The velocity field that we use in this work is produced by the Bayesian Origin Reconstruction from Galaxies (BORG) probabilistic model of large-scale structure, as currently applied to the 2M++ compilation (Lavaux & Hudson 2011; Jasche & Lavaux 2019) and the SDSS-III/BOSS survey5 (Eisenstein et al. 2011; Dawson et al. 2013; Lavaux et al. 2019). The BORG algorithm is aimed at inferring a fully probabilistic and physically plausible model of the three-dimensional cosmic matter distribution from observed galaxies in cosmological surveys (see e.g., Jasche & Wandelt 2013; Jasche et al. 2015; Lavaux & Jasche 2016). To that effect, the method solves a large-scale Bayesian inverse problem by fitting a dynamical structure formation model to data and thereby inferring the primordial initial conditions from which presently observed structures formed. The BORG forward modeling approach marginalizes automatically over unknown galaxy bias and accounts for selection and evolutionary effects. The variant of BORG that we use for the 2M++ catalog models the galaxy to dark matter bias using a three-parameter function motivated by the analysis of N-body simulations (Neyrinck et al. 2014). We note that this bias relation is a local non-linear relation for which the conventional understanding of bias on large scale does not apply. It is more akin to a halo occupation distribution for high luminosity. The data specifically selects that behavior as can be seen in Sect. 5.1 of Jasche & Lavaux (2019). We should approach with caution any naive numerical comparison of BORG bias parameters to linear bias values found in the literature. Instead of the linear perturbation result in the previous section, BORG uses a full particle-mesh N-body solver to evolve the initial conditions to a dark matter density distribution at z ≈ 0 (Jasche & Lavaux 2019) through direct integration of the Hamiltonian dynamics equation.

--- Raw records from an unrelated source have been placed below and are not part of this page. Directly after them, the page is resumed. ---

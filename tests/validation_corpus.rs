//! Validation corpus tests
//!
//! Runs every document in tests/fixtures/validation_corpus.json through the
//! resolver and compares the outcome.

mod fixtures;

use fixtures::ValidationCorpus;
use windcfg::config::ConfigError;
use windcfg::{ConfigResolver, RawConfig, ResolvedConfig};

#[test]
fn test_validation_corpus() {
    let corpus = ValidationCorpus::load().expect("Failed to load corpus");
    assert_eq!(corpus.schema_version, 1);

    let defaults = ResolvedConfig::builtin();
    let mut failures = Vec::new();

    for case in &corpus.cases {
        let resolver = if case.strict {
            ConfigResolver::strict()
        } else {
            ConfigResolver::loose()
        };
        let result = resolver.resolve(RawConfig::from_value(case.document.clone()), &defaults);

        let outcome = match (&result, case.expected.ok) {
            (Ok(_), true) => Ok(()),
            (Ok(_), false) => Err("resolved but a failure was expected".to_string()),
            (Err(e), true) => Err(format!("unexpected error: {}", e)),
            (Err(e), false) => {
                let kind = match e {
                    ConfigError::Shape { .. } => "shape",
                    ConfigError::Domain { .. } => "domain",
                    _ => "other",
                };
                if Some(kind) != case.expected.kind.as_deref() {
                    Err(format!("expected {:?} error, got {}", case.expected.kind, e))
                } else if e.field() != case.expected.field.as_deref() {
                    Err(format!("expected field {:?}, got {}", case.expected.field, e))
                } else {
                    Ok(())
                }
            }
        };

        if let Err(msg) = outcome {
            failures.push(format!("{} ({}): {}", case.id, case.description, msg));
        }
    }

    assert!(failures.is_empty(), "corpus failures:\n{}", failures.join("\n"));
}

#[test]
fn test_corpus_covers_both_kinds() {
    let corpus = ValidationCorpus::load().expect("Failed to load corpus");
    let kinds: Vec<&str> = corpus
        .cases
        .iter()
        .filter_map(|c| c.expected.kind.as_deref())
        .collect();
    assert!(kinds.contains(&"shape"));
    assert!(kinds.contains(&"domain"));
}
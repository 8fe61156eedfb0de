//! Plugin loading contract
//!
//! The resolver only records plugin references. Turning them into plugins is
//! the job of a [`PluginLoader`]; [`load_plugins`] drives one over a resolved
//! config in order and stops at the first failure.

mod registry;

pub use registry::{LoadedPlugin, PluginDescriptor, PluginRegistry};

use crate::config::{DarkModeStrategy, PluginReference, ResolvedConfig};

/// A plugin reference the loader could not turn into a plugin.
#[derive(Debug, Clone, PartialEq, Eq, thiserror::Error)]
#[error("plugin '{plugin}' could not be resolved: {reason}")]
pub struct PluginResolutionError {
    pub plugin: String,
    pub reason: String,
}

impl PluginResolutionError {
    pub fn new(plugin: impl Into<String>, reason: impl Into<String>) -> Self {
        Self {
            plugin: plugin.into(),
            reason: reason.into(),
        }
    }
}

/// Shared context handed to every plugin.
#[derive(Debug, Clone, Copy)]
pub struct PluginContext<'a> {
    pub dark_mode: &'a DarkModeStrategy,
    pub prefix: &'a str,
    /// Position in the plugin list; later plugins may override earlier ones.
    pub index: usize,
}

/// Turns plugin references into plugins.
pub trait PluginLoader {
    type Plugin;

    fn load(
        &mut self,
        reference: &PluginReference,
        context: &PluginContext<'_>,
    ) -> Result<Self::Plugin, PluginResolutionError>;
}

/// Load every plugin of `config`, in order.
///
/// The first loader error is returned as-is.
pub fn load_plugins<L: PluginLoader>(
    config: &ResolvedConfig,
    loader: &mut L,
) -> Result<Vec<L::Plugin>, PluginResolutionError> {
    config
        .plugins()
        .iter()
        .enumerate()
        .map(|(index, reference)| {
            let context = PluginContext {
                dark_mode: config.dark_mode(),
                prefix: config.prefix(),
                index,
            };
            tracing::debug!(plugin = reference.id(), index, "loading plugin");
            loader.load(reference, &context)
        })
        .collect()
}
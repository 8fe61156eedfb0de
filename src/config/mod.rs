//! Configuration resolution
//!
//! A raw document is resolved over a baseline in four steps:
//! 1. Shape validation (value kinds)
//! 2. Domain validation (value contents)
//! 3. Merge over the baseline
//! 4. Freeze into a `ResolvedConfig`

mod defaults;
mod domain;
mod effective;
mod error;
mod live;
mod merge;
mod raw;
mod resolved;
mod resolver;
mod shape;

pub use effective::{ConfigOrigin, ConfigSource, EffectiveConfig, SCHEMA_ID, SCHEMA_VERSION};
pub use error::ConfigError;
pub use live::{LiveConfig, Reload};
pub use merge::{concat, deep_merge, extend_theme};
pub use raw::{RawConfig, SourceFormat, ValidationMode};
pub use resolved::{
    ContentPattern, DarkModeStrategy, Important, PluginReference, ResolvedConfig, Theme,
    DEFAULT_DARK_SELECTOR,
};
pub use resolver::{resolve, ConfigResolver};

The BORG model provides a set of points in the parameter space (dimensionality ≃2563, for initial conditions, and a few more for additional bias parameters) that provides a numerical approximation of the posterior distribution of those parameters given the 2M++ observed galaxy distribution. Once initial and final positions of dark matter particles are known, the velocity field is estimated using the Simplex-in-Cell estimator (SIC, Hahn et al. 2015; Leclercq et al. 2017). The SIC estimator relies on a phase-space interpolation technique, which provides an accurate estimate of velocity fields without the need for commonly used but arbitrary kernel smoothing procedures, such as cloud-in-cell (CIC). It provides a physical picture for velocity fields even in low-density regions, which are poorly-sampled by dark matter particles, and takes into account the multi-valued nature of the velocity field in shell-crossed regions by proper stream averaging.

4.1. Validation of the BORG reconstruction algorithm

In this section, we discuss several validation tests of the BORG velocity field inference. In Sect. 4.1.1, we assess the validity on the sole basis of the statistics of the reconstructed samples. In Sect. 4.1.2, we run a BORG analysis on a set of mock tracers to check the unbiasedness and the typical reconstruction errors.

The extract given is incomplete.